再说这“河捞柴”,你说他是木头树枝是不错,但十有八九你却认不出是什么木头,村上年岁最大的木匠爷也只能说个诸如“对结木”,“栒子木”,“木”,“枣桲”,“梨槿”,“杜梨”等知其梗概,对夜间能发出萤萤亮光的木头,木匠爷说“这是亮木,我见得多了”。及至后来我在高中学了化学之后,才估摸到那很可能是磷火……。还有人几年前捞到过“太岁”的,按上年人说这是不祥之兆,要铡碎,撒泡尿,赶紧埋了,回家后再叫巫师“零整”上好几次。但还免不了暗自抱怨流泪,说来也难怪,“太岁”头上敢动土吗?但四五年前我在网上看到周至县村民在渭河捞到17.8kg重的特大“太岁”,经中国科学院动植物研究所鉴定,属高蛋白活性蕈类物质,生长繁殖力很强,具有极高的药用价值,可以食用,能治疗多种慢性疾病及肿瘤,价值三千多万,最终因持有权问题打起了官司。传说岭上秃子他舅,小时候捞柴时捞了个脏不拉稀的雕花折叠圆凳子,直到去年被一个文物贩子六千元买走了,据说是蒙古族头人随身物品,能内藏暗器……。
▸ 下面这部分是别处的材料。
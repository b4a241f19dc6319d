pub mod date_window;
pub mod lenient;
pub mod numeric;
use chrono::{DateTime, Utc};

use super::models::transaction::Transaction;

fn transaction(
    id: &str,
    title: &str,
    description: &str,
    price: f64,
    date_of_sale: Option<&str>,
    category: Option<&str>,
    sold: bool,
) -> Transaction {
    Transaction {
        id: id.to_string(),
        title: Some(title.to_string()),
        description: Some(description.to_string()),
        price,
        date_of_sale: date_of_sale.map(|d| d.parse::<DateTime<Utc>>().unwrap()),
        category: category.map(|c| c.to_string()),
        sold: Some(sold),
    }
}

/// October 2021 holds t1, t2, t4 and t9. t5 falls after the midnight end of
/// the window. t7 lands in the February 2022 window through the day-31 rollover.
pub fn transactions() -> Vec<Transaction> {
    vec![
        transaction("t1", "Mens Casual Slim Fit Shirt", "Soft cotton", 15.99, Some("2021-10-05T09:00:00Z"), Some("men's clothing"), true),
        transaction("t2", "Solid Gold Petite Micropave", "Satisfaction guaranteed", 168.0, Some("2021-10-12T12:30:00Z"), Some("jewelery"), false),
        transaction("t3", "WD 4TB Gaming Drive", "Expand your PS4 gaming experience", 114.0, Some("2021-11-03T18:00:00Z"), Some("electronics"), true),
        transaction("t4", "Samsung 49-Inch Monitor", "Super ultrawide screen", 999.99, Some("2021-10-31T00:00:00Z"), Some("electronics"), true),
        transaction("t5", "Rain Jacket Women", "Lightweight windbreaker", 39.99, Some("2021-10-31T10:00:00Z"), Some("women's clothing"), false),
        transaction("t6", "Opna Women's Short Sleeve", "Moisture wicking", 7.95, Some("2022-02-15T08:00:00Z"), Some("women's clothing"), false),
        transaction("t7", "DANVOUY Womens T Shirt", "95% cotton", 44.0, Some("2022-03-02T08:00:00Z"), Some("women's clothing"), true),
        transaction("t8", "Undated Item", "No sale date", 250.5, None, None, true),
        transaction("t9", "Acrylic Stand", "Display stand", 100.5, Some("2021-10-20T10:00:00Z"), None, false),
        transaction("t10", "Fjallraven Backpack", "Fits 15 inch laptops", 109.95, Some("2021-12-10T10:00:00Z"), Some("men's clothing"), false),
    ]
}
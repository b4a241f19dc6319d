use serde::{Deserialize, Serialize};
use sqlx::FromRow;

#[derive(Debug, Clone, PartialEq, Serialize, Deserialize, FromRow)]
pub struct CategoryCount {
    #[serde(rename = "_id")]
    pub id: Option<String>,
    pub count: i64,
}
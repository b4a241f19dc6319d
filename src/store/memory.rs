use std::collections::HashMap;

use async_trait::async_trait;
use tokio::sync::RwLock;

use crate::{
    app::{errors::DefaultApiError, models::api_error::ApiError},
    transactions::models::{category_count::CategoryCount, transaction::Transaction},
};

use super::{TransactionStore, TransactionsFilter};

/// Insertion-ordered store evaluating filters in process.
#[derive(Default)]
pub struct MemoryStore {
    pub transactions: RwLock<Vec<Transaction>>,
    pub failing: bool,
}

impl MemoryStore {
    pub fn with(transactions: Vec<Transaction>) -> Self {
        Self {
            transactions: RwLock::new(transactions),
            failing: false,
        }
    }

    pub fn failing() -> Self {
        Self {
            transactions: RwLock::new(Vec::new()),
            failing: true,
        }
    }

    fn check(&self) -> Result<(), ApiError> {
        match self.failing {
            true => Err(DefaultApiError::DatabaseError.value()),
            false => Ok(()),
        }
    }
}

fn contains_ignore_case(field: &Option<String>, needle: &str) -> bool {
    match field {
        Some(value) => value.to_lowercase().contains(&needle.to_lowercase()),
        None => false,
    }
}

pub fn matches(filter: &TransactionsFilter, transaction: &Transaction) -> bool {
    if let Some(search) = &filter.search {
        let by_text = contains_ignore_case(&transaction.title, &search.text)
            || contains_ignore_case(&transaction.description, &search.text);
        let by_price = search.price == Some(transaction.price);

        if !by_text && !by_price {
            return false;
        }
    }

    if let Some(window) = &filter.window {
        match &transaction.date_of_sale {
            Some(date) if window.contains(date) => {}
            _ => return false,
        }
    }

    if let Some(sold) = filter.sold {
        if transaction.sold != Some(sold) {
            return false;
        }
    }

    if let Some(range) = &filter.price_range {
        if !range.contains(transaction.price) {
            return false;
        }
    }

    true
}

#[async_trait]
impl TransactionStore for MemoryStore {
    async fn delete_all(&self) -> Result<u64, ApiError> {
        self.check()?;
        let mut transactions = self.transactions.write().await;
        let deleted = transactions.len() as u64;
        transactions.clear();
        Ok(deleted)
    }

    async fn insert_many(&self, transactions: Vec<Transaction>) -> Result<u64, ApiError> {
        self.check()?;
        let inserted = transactions.len() as u64;
        self.transactions.write().await.extend(transactions);
        Ok(inserted)
    }

    async fn find(
        &self,
        filter: &TransactionsFilter,
        skip: i64,
        limit: i64,
    ) -> Result<Vec<Transaction>, ApiError> {
        self.check()?;
        Ok(self
            .transactions
            .read()
            .await
            .iter()
            .filter(|t| matches(filter, t))
            .skip(skip.max(0) as usize)
            .take(limit.max(0) as usize)
            .cloned()
            .collect())
    }

    async fn count(&self, filter: &TransactionsFilter) -> Result<i64, ApiError> {
        self.check()?;
        Ok(self
            .transactions
            .read()
            .await
            .iter()
            .filter(|t| matches(filter, t))
            .count() as i64)
    }

    async fn sum_price(&self, filter: &TransactionsFilter) -> Result<f64, ApiError> {
        self.check()?;
        Ok(self
            .transactions
            .read()
            .await
            .iter()
            .filter(|t| matches(filter, t))
            .fold(0.0, |sum, t| sum + t.price))
    }

    async fn count_by_category(
        &self,
        filter: &TransactionsFilter,
    ) -> Result<Vec<CategoryCount>, ApiError> {
        self.check()?;
        let mut counts: HashMap<Option<String>, i64> = HashMap::new();

        for transaction in self.transactions.read().await.iter() {
            if matches(filter, transaction) {
                *counts.entry(transaction.category.clone()).or_default() += 1;
            }
        }

        Ok(counts
            .into_iter()
            .map(|(id, count)| CategoryCount { id, count })
            .collect())
    }
}
use axum::http::StatusCode;

use super::models::api_error::ApiError;

#[derive(Debug)]
pub enum DefaultApiError {
    DatabaseError,
    UpstreamError,
}

impl DefaultApiError {
    pub fn value(&self) -> ApiError {
        let message = match *self {
            Self::DatabaseError => "Failed to query the transaction store.",
            Self::UpstreamError => "Failed to fetch seed data.",
        };

        ApiError {
            code: StatusCode::INTERNAL_SERVER_ERROR,
            message: message.to_string(),
        }
    }
}
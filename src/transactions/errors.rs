use axum::http::StatusCode;

use crate::app::models::api_error::ApiError;

#[derive(Debug)]
pub enum TransactionsApiError {
    InitializeFailed,
    TransactionsFailed,
    StatisticsFailed,
    BarChartFailed,
    PieChartFailed,
    CombinedFailed,
}

impl TransactionsApiError {
    pub fn value(&self) -> ApiError {
        let message = match *self {
            Self::InitializeFailed => "Error initializing database",
            Self::TransactionsFailed => "Error fetching transactions",
            Self::StatisticsFailed => "Error fetching statistics",
            Self::BarChartFailed => "Error fetching bar chart data",
            Self::PieChartFailed => "Error fetching pie chart data",
            Self::CombinedFailed => "Error fetching combined data",
        };

        ApiError {
            code: StatusCode::INTERNAL_SERVER_ERROR,
            message: message.to_string(),
        }
    }
}
use std::sync::Arc;

use axum::{
    extract::{Query, State},
    Json,
};
use serde_json::{json, Value};

use crate::{app::models::api_error::ApiError, AppState};

use super::{
    dtos::{
        get_month_filter_dto::GetMonthFilterDto,
        get_transactions_filter_dto::GetTransactionsFilterDto,
    },
    errors::TransactionsApiError,
    models::{
        category_count::CategoryCount, combined_data::CombinedData,
        price_range::PriceRangeCount, statistics::Statistics, transaction::Transaction,
    },
    service,
};

pub async fn initialize_database(
    State(state): State<Arc<AppState>>,
) -> Result<Json<Value>, ApiError> {
    match service::initialize_database(&state).await {
        Ok(_) => Ok(Json(
            json!({ "message": "Database initialized with seed data successfully" }),
        )),
        Err(_) => Err(TransactionsApiError::InitializeFailed.value()),
    }
}

pub async fn list_transactions(
    State(state): State<Arc<AppState>>,
    Query(dto): Query<GetTransactionsFilterDto>,
) -> Result<Json<Vec<Transaction>>, ApiError> {
    match service::list_transactions(&dto, state.store.as_ref()).await {
        Ok(transactions) => Ok(Json(transactions)),
        Err(_) => Err(TransactionsApiError::TransactionsFailed.value()),
    }
}

pub async fn get_statistics(
    State(state): State<Arc<AppState>>,
    Query(dto): Query<GetMonthFilterDto>,
) -> Result<Json<Statistics>, ApiError> {
    match service::get_statistics(&dto.window(), state.store.as_ref()).await {
        Ok(statistics) => Ok(Json(statistics)),
        Err(_) => Err(TransactionsApiError::StatisticsFailed.value()),
    }
}

pub async fn get_price_range_data(
    State(state): State<Arc<AppState>>,
    Query(dto): Query<GetMonthFilterDto>,
) -> Result<Json<Vec<PriceRangeCount>>, ApiError> {
    match service::get_price_range_data(&dto.window(), state.store.as_ref()).await {
        Ok(ranges) => Ok(Json(ranges)),
        Err(_) => Err(TransactionsApiError::BarChartFailed.value()),
    }
}

pub async fn get_category_data(
    State(state): State<Arc<AppState>>,
    Query(dto): Query<GetMonthFilterDto>,
) -> Result<Json<Vec<CategoryCount>>, ApiError> {
    match service::get_category_data(&dto.window(), state.store.as_ref()).await {
        Ok(categories) => Ok(Json(categories)),
        Err(_) => Err(TransactionsApiError::PieChartFailed.value()),
    }
}

pub async fn get_combined_data(
    State(state): State<Arc<AppState>>,
    Query(dto): Query<GetMonthFilterDto>,
) -> Result<Json<CombinedData>, ApiError> {
    match service::get_combined_data(&dto.window(), state.store.as_ref()).await {
        Ok(combined) => Ok(Json(combined)),
        Err(_) => Err(TransactionsApiError::CombinedFailed.value()),
    }
}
唉!你说这“河捞柴”,怎有这么多学问和故事嘞?要么在泾河川里,你无论走到哪家都会看到或方或圆的大小河捞柴摞,难怪那时给娃寻女婿会经常提到小伙身体有多壮,捞柴有多狰……

时间过得真快,一晃三十多年过去了!随着改革开放的发展和社会的文明与进步,人们的生活水平大幅提升,泾河流域的生态有了很大的变化,沿河上游的退耕还林,恢复了森林植被,保护了一方的水土流失,更为重要的是我县泾河防洪大提的建成以及河床治理工程的实施,使这里的天空变蓝了,山川变绿了,河水变清了,气候湿润了,暴雨洪流也变得温顺了,再也见不到滚滚浊流上一绺一绺黑压压的“河捞柴”,看不到被毁损的田园庄稼和家畜家禽。人们也无需再次重复祖辈大苦大乐的“捞柴”景象了。河川里的船只消失了,取而代之的是一座座飞架南北的公路桥和铁路桥。人们生活中的烧火,做饭,取暖已由“河捞柴”变为煤、电、煤气、天然气,暖气……。捞柴这种特殊年代出现的劳作已淡出了人们的生活,退出了历史舞台,尘封在人们记忆的词典之中,但泾河两岸人们不畏洪流,不畏牺牲,舍己救人,保护和捍卫国家财产的感人事迹,仍生生不息地一代又一代薪火相传!相信捞柴带给人们内心深处的快乐和由此而发生的动人故事会永远让人回味无穷!